Ella sigue firme, y nadie le presta atención. ¿Por qué habrían de hacerlo? Empieza a sonreír, y yo me veo arrastrada hacia la salida. En ningún momento notó que la observaba.
Cuando por fin llegamos a la escuela, intentamos retrasar la hora de dormir. Ya no hay aulas libres así que nos toca el pasillo. Hablamos de lo que nos pasó, lo que descubrimos. Y sin embargo, esas reflexiones llegarán recién la noche siguiente, mientras volvemos a Buenos Aires. En esos 1400 kilómetros de no hacer nada.
Sin avisar nos apagan las luces, como a los chicos. Y el sueño que tanto negábamos nos atrapa. Recorrimos toda la ciudad, desde las ferias hasta los baños de varias escuelas. En el piso de cerámica, metida en mi bolsa de dormir, escucho a una chica roncar. Cerca, otras dos pelean porque alguna se olvidó la pava. Se me cierran los ojos.
¿Cómo es una ciudad sin hombres? Más libre. Los pocos que veo desentonan con el paisaje.
Lo único que usan las pibas para arreglarse son los brillos, labiales y el pañuelo verde. ¿Será que no necesitamos nada más? Algunas vienen preparadas con moños o cintitas del mismo color. Otra vez ropa sucia y arrugada, después de tantas horas de viaje sin duchas ni depilación.

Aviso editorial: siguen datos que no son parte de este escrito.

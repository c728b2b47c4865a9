//! Node, hardware and operator detection

use crate::config_manager::OverlaySettings;
use crate::services::kubeadm::types::{HardwareProfile, NodeIdentity, OperatorContext};
use crate::utils::exec::CommandExecutor;
use crate::utils::networking;
use anyhow::{Context, Result};
use nix::unistd::{Uid, User};
use std::path::Path;

const DEVICE_TREE_MODEL_PATHS: &[&str] = &[
    "/proc/device-tree/model",
    "/sys/firmware/devicetree/base/model",
];

/// Board families that need the overlay pinned to an explicit interface
const CONSTRAINED_BOARDS: &[&str] = &[
    "raspberry pi",
    "orange pi",
    "rock pi",
    "odroid",
    "jetson nano",
    "banana pi",
];

pub fn detect_node_identity<E: CommandExecutor + ?Sized>(exec: &E) -> Result<NodeIdentity> {
    let hostname = networking::get_current_hostname()?;
    let (primary_interface, primary_ip) = networking::detect_default_route(exec)?;
    Ok(NodeIdentity {
        hostname,
        primary_interface,
        primary_ip,
    })
}

/// Device-tree model strings are NUL-terminated
fn clean_model(raw: &str) -> String {
    raw.trim_matches(|c: char| c == '\0' || c.is_whitespace())
        .to_string()
}

pub fn is_constrained_model(model: &str) -> bool {
    let model = model.to_lowercase();
    CONSTRAINED_BOARDS.iter().any(|board| model.contains(board))
}

/// Detect the board model; a settings override wins over detection
pub fn detect_hardware_profile<E: CommandExecutor + ?Sized>(
    exec: &E,
    overlay: &OverlaySettings,
) -> HardwareProfile {
    let model = DEVICE_TREE_MODEL_PATHS
        .iter()
        .filter_map(|path| exec.read_file(Path::new(path)).ok())
        .map(|raw| clean_model(&raw))
        .find(|model| !model.is_empty());

    let detected = model.as_deref().map(is_constrained_model).unwrap_or(false);
    HardwareProfile {
        is_constrained_sbc: overlay.constrained_sbc.unwrap_or(detected),
        model,
    }
}

/// Resolve the invoking user: `SUDO_USER` when run through sudo, else the current user
pub fn detect_operator() -> Result<OperatorContext> {
    let sudo_user = std::env::var("SUDO_USER")
        .ok()
        .filter(|u| !u.trim().is_empty() && u != "root");

    let user = match sudo_user {
        Some(name) => User::from_name(&name)
            .with_context(|| format!("Failed to look up user {}", name))?
            .with_context(|| format!("User {} does not exist", name))?,
        None => User::from_uid(Uid::current())
            .context("Failed to look up current user")?
            .context("Current user has no passwd entry")?,
    };

    Ok(OperatorContext {
        user: user.name,
        uid: user.uid.as_raw(),
        gid: user.gid.as_raw(),
        home: user.dir,
    })
}

#[cfg(test)]
mod tests {
    use super::*;

    #[test]
    fn test_clean_model_strips_nul() {
        assert_eq!(
            clean_model("Raspberry Pi 4 Model B Rev 1.4\0"),
            "Raspberry Pi 4 Model B Rev 1.4"
        );
    }

    #[test]
    fn test_constrained_models() {
        assert!(is_constrained_model("Raspberry Pi 4 Model B Rev 1.4"));
        assert!(is_constrained_model("Hardkernel ODROID-C4"));
        assert!(!is_constrained_model("QEMU Virtual Machine"));
    }

    #[test]
    fn test_hardware_override_wins() {
        let exec = crate::utils::exec::Executor::local();
        let overlay = OverlaySettings {
            constrained_sbc: Some(true),
            ..OverlaySettings::default()
        };
        assert!(detect_hardware_profile(&exec, &overlay).is_constrained_sbc);

        let overlay = OverlaySettings {
            constrained_sbc: Some(false),
            ..OverlaySettings::default()
        };
        assert!(!detect_hardware_profile(&exec, &overlay).is_constrained_sbc);
    }
}
use anyhow::Result;
use clap::Parser;
use kubeboot::commands::{self, ClusterCommands};
use kubeboot::config_manager;
use std::path::PathBuf;
use tracing_subscriber::{fmt, prelude::*, EnvFilter};

#[derive(Parser)]
#[command(name = "kubeboot")]
#[command(about = "Bootstrap a kubeadm control plane or worker on a prepared Debian host", long_about = None)]
struct Cli {
    /// Settings file (default: ~/.config/kubeboot/config.toml)
    #[arg(long, global = true)]
    config: Option<PathBuf>,
    /// Enable debug logging
    #[arg(long, short = 'v', global = true)]
    verbose: bool,
    #[command(subcommand)]
    command: ClusterCommands,
}

fn main() -> Result<()> {
    // Load environment variables from .env file if present
    dotenv::dotenv().ok();

    let cli = Cli::parse();

    let default_level = if cli.verbose { "debug" } else { "info" };
    let filter =
        EnvFilter::try_from_default_env().unwrap_or_else(|_| EnvFilter::new(default_level));
    tracing_subscriber::registry()
        .with(fmt::layer().with_target(false))
        .with(filter)
        .init();

    let settings = config_manager::load_settings(cli.config.as_deref())?;
    commands::handle_cluster(settings, cli.command)
}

A veces cuesta identificar las imposiciones sociales. En Trelew, es fácil.
El domingo empieza de golpe. Una chica se tropieza con mi bolsa de dormir en su camino al baño. No pide perdón, ¿será el sueño o el apuro? Tal vez que a la sororidad hay que sentirla. “No somos todas hermanas por tener concha”, dijo alguien en el camino de ida.
El desayuno tarda en llegar: no hay enchufes disponibles, las pavas eléctricas no se enchufan a las zapatillas y las comunes tienen filas de 20 personas. ¿Mate? Nunca. Todas las escuelas cercanas a Trelew ceden su espacio para este evento, pero seguimos siendo más de 500 mujeres por escuela.
Esta vez vamos al taller de trabajo sexual. Cuatro horas de “Siempre con las putas, nunca con la yuta”. Las voces se baten entre si las trabajadoras sexuales son trabajadoras o esclavas de un sistema prostituyente. Creo que hay algunas pibas que están a gusto, otras no, muchas que usan el espacio para hacer catarsis. Acá es menos horizontal, las referentes de la Asociación de Mujeres Meretrices de la Argentina son las de la voz cantante. La frase “No te podes llamar feminista si vas en contra del deseo de otras mujeres” me queda grabada. Si es así, creo que ninguna podría serlo.
Una chica de pelo corto con el pañuelo ajustado en el brazo habla. Está en contra del trabajo sexual, dice que no es lo mismo coger que lavar los platos, que las que dicen que con los órganos sexuales se trabaja están equivocadas. Remata con: “No es lo mismo si tu viejo te enseña a los diez años a lavar que a garchar”. La miran mal. Surgen varias respuestas, pero ninguna concluyente. Y sin embargo, estamos hablando de mujeres que sólo piden obra social y jubilación por un trabajo que van a hacer de todas formas. ¿Dónde queda la sororidad si les negamos eso?
A las cinco de la tarde llega el evento más esperado, la marcha final. “Va a ser el mejor agite de sus vidas”, me anticiparon en el micro. Somos 20 cuadras de cantos, bombos y brillos. A medida que vamos caminando, nos pega cada vez más fuerte el sol en la cara, el calor se empieza a sentir. Una a una mis compañeras se van sacando la remera. Se ponen brillos en los pezones. Sonríen. Ninguno se parece a los de las revistas. Sus tetas tampoco. Sus figuras menos. Siguen sonriendo.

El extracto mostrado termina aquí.